Problem requirements.
Find every line below with the string "children" and pick it out.

═══ Data in this exercise ═══

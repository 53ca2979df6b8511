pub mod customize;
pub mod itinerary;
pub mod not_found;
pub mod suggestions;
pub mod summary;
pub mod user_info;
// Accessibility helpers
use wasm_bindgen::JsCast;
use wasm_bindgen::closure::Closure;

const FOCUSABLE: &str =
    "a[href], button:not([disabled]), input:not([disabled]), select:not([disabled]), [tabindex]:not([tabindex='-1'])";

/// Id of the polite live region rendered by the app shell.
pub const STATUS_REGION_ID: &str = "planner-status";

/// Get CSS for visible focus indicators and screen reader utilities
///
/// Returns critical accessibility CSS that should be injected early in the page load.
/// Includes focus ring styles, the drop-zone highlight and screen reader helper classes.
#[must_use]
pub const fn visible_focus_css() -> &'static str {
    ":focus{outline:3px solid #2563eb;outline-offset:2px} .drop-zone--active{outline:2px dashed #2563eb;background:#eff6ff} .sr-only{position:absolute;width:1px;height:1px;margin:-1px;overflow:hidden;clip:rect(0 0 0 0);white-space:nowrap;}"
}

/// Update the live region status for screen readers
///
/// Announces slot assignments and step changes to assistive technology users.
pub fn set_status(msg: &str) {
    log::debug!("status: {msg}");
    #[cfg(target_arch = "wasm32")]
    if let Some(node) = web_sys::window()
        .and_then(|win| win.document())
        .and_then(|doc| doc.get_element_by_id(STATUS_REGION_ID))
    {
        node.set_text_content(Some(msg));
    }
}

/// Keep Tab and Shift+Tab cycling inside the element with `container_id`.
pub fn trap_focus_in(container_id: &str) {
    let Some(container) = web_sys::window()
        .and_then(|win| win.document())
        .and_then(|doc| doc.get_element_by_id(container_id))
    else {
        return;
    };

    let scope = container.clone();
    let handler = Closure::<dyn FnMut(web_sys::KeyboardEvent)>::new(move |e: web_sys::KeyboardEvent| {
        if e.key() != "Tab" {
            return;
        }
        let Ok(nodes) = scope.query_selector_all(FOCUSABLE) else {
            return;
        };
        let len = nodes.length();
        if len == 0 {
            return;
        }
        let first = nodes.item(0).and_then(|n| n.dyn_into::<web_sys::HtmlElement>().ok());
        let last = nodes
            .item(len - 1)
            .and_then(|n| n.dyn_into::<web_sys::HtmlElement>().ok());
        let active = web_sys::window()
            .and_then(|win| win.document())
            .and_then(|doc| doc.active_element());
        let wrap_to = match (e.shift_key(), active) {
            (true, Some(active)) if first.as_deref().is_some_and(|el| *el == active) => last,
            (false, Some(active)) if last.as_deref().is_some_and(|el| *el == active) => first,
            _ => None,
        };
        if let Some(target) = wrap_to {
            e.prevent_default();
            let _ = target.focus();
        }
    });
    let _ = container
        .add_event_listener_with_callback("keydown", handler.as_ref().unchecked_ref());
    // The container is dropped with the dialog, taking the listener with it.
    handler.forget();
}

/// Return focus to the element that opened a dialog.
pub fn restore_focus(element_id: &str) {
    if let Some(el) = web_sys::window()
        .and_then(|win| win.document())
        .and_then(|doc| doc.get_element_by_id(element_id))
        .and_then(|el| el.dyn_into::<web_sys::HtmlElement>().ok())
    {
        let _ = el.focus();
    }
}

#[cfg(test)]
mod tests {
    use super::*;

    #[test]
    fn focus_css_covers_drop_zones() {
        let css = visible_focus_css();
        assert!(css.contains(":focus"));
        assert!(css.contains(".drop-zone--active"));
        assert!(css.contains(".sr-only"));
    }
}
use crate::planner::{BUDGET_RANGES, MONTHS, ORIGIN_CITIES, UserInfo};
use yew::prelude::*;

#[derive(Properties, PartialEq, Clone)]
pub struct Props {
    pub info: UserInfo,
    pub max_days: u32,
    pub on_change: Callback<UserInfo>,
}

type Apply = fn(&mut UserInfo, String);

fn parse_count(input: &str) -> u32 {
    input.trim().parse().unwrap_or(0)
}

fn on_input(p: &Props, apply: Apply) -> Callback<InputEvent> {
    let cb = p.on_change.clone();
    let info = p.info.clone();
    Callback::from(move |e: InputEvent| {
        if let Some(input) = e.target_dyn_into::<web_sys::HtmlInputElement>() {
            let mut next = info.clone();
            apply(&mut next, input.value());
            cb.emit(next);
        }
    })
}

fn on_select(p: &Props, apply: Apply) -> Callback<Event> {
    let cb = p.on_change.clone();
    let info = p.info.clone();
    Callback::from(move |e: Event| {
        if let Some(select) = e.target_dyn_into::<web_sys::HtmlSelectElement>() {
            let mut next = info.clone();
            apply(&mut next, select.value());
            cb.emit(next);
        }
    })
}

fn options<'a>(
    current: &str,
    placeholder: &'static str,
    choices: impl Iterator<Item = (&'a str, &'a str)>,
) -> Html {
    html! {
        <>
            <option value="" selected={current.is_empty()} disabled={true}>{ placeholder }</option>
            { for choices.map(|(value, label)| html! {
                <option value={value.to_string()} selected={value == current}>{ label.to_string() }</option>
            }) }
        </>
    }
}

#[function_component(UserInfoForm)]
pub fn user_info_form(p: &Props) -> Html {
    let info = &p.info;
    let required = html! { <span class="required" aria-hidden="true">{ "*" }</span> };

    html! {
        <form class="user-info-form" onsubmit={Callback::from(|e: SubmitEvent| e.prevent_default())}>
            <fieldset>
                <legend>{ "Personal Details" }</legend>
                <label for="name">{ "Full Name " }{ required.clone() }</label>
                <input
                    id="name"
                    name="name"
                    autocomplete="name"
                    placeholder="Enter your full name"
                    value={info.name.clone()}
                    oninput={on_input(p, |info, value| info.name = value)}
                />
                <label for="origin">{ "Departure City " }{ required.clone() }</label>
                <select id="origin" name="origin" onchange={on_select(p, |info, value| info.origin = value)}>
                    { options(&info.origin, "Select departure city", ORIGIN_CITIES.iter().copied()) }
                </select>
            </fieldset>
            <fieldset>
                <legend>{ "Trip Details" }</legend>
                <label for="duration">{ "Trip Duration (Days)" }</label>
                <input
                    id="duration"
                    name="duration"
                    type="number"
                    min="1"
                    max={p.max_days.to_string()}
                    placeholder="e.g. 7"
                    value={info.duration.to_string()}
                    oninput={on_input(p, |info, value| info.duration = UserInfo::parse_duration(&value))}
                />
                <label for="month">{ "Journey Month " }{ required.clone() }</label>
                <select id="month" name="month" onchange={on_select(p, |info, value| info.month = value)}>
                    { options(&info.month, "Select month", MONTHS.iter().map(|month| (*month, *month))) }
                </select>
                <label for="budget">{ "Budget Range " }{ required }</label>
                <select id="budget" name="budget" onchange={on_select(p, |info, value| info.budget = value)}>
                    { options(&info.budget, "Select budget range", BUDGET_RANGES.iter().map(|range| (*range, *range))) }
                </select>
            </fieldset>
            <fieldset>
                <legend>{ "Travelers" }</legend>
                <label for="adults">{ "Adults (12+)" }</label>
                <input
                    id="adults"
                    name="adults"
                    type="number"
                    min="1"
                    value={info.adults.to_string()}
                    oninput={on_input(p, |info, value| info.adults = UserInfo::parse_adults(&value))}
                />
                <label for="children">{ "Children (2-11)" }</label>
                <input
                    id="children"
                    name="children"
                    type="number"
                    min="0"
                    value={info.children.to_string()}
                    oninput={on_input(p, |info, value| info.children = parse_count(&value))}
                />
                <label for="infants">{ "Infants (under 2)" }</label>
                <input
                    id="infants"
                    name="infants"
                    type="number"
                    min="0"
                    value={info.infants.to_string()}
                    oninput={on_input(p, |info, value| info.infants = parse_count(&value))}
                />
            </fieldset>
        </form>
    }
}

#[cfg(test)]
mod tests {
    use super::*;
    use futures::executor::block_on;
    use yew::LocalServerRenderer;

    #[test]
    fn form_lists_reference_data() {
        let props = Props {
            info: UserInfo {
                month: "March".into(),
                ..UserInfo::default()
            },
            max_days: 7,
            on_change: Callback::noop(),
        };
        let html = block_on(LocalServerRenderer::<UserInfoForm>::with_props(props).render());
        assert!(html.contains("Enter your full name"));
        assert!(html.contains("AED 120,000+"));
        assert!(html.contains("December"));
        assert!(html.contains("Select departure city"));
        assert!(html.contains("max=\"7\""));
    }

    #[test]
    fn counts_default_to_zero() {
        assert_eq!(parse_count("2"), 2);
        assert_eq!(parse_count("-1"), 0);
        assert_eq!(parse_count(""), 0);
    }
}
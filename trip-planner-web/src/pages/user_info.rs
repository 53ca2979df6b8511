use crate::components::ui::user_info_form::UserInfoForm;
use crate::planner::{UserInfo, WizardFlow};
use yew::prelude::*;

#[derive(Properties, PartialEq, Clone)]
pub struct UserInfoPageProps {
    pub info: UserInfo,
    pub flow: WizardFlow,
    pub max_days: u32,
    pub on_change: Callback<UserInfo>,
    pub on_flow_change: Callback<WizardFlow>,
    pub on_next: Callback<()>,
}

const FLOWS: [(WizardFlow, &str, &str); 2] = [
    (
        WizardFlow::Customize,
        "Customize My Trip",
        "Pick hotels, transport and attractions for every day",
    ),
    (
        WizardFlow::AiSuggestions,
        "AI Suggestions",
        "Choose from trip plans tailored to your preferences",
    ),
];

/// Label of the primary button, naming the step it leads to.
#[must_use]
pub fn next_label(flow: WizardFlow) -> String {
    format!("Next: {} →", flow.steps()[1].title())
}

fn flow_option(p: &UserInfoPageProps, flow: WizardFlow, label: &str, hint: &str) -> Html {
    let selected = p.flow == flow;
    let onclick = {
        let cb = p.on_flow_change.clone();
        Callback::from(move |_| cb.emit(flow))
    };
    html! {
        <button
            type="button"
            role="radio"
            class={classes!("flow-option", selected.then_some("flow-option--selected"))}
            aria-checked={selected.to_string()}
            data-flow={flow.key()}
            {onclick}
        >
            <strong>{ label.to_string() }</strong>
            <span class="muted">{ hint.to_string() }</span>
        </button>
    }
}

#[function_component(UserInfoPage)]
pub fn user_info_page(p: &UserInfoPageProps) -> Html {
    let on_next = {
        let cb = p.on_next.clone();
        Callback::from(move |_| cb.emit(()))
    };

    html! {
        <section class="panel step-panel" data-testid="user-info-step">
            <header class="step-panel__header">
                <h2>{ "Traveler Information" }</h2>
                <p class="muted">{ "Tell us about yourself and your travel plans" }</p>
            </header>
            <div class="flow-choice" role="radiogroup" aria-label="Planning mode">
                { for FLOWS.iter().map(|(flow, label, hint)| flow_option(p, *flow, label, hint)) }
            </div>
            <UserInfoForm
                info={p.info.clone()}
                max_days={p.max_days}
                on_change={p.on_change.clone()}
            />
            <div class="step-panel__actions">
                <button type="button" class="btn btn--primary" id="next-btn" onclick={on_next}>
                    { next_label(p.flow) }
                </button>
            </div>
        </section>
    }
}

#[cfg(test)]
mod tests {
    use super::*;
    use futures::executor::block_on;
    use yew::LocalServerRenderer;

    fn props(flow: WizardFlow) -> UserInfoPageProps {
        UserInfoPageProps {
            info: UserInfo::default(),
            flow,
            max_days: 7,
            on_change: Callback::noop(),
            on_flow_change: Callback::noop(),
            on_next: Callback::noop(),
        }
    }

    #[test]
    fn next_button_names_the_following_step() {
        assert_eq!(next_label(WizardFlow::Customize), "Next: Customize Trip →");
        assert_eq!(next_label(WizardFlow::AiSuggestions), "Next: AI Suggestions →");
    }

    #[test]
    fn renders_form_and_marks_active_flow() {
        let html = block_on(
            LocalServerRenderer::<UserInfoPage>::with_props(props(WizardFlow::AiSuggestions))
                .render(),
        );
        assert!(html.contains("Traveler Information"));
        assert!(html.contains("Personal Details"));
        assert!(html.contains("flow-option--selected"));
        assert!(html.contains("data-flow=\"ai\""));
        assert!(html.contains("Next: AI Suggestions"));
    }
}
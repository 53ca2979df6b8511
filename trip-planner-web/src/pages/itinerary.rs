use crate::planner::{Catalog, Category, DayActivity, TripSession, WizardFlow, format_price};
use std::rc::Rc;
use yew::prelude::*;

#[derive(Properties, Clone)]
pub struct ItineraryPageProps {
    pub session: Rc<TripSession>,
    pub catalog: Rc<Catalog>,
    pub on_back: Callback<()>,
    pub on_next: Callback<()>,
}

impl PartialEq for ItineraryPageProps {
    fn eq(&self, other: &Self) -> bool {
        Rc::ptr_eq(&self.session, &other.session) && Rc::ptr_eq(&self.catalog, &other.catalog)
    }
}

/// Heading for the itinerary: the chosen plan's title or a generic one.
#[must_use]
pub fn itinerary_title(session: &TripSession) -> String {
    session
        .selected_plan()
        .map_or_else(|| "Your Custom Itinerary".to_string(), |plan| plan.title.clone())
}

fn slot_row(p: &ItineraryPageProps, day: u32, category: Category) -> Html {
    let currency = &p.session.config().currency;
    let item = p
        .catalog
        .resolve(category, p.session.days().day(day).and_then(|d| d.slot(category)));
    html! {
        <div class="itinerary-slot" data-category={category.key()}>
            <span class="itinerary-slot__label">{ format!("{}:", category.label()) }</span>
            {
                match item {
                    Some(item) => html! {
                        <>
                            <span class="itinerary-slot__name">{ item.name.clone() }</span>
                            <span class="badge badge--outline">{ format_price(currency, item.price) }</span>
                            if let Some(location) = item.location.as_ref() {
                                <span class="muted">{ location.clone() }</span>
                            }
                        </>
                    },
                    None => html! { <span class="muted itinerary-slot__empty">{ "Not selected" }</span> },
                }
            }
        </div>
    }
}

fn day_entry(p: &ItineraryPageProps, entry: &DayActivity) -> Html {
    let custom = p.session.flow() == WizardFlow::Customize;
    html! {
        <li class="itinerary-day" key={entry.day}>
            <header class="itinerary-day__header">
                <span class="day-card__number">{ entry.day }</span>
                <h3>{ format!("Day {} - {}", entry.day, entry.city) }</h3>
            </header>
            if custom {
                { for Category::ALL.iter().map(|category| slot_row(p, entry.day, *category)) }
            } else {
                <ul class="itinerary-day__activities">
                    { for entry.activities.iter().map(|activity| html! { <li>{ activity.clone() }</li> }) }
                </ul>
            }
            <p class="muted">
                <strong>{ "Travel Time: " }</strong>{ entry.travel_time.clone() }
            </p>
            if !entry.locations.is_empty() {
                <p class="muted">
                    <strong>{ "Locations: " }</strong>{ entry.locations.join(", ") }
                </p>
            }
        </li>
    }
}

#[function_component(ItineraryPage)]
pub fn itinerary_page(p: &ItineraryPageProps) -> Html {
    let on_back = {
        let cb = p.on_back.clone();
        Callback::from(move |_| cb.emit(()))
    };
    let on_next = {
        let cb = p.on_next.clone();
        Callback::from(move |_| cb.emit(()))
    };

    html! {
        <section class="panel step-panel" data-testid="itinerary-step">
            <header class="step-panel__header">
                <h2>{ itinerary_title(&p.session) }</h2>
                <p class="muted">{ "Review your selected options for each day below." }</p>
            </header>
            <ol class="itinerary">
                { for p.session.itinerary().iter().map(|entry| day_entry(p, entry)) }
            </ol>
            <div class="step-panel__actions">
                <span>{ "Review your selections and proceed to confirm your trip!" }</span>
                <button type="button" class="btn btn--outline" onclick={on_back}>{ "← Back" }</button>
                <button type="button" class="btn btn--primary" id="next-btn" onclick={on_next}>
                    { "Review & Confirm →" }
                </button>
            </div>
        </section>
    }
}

═══

Result of this exercise.
                <label for="children">{ "Children (2-11)" }</label>
                    id="children"
                    name="children"
                    value={info.children.to_string()}
                    oninput={on_input(p, |info, value| info.children = parse_count(&value))}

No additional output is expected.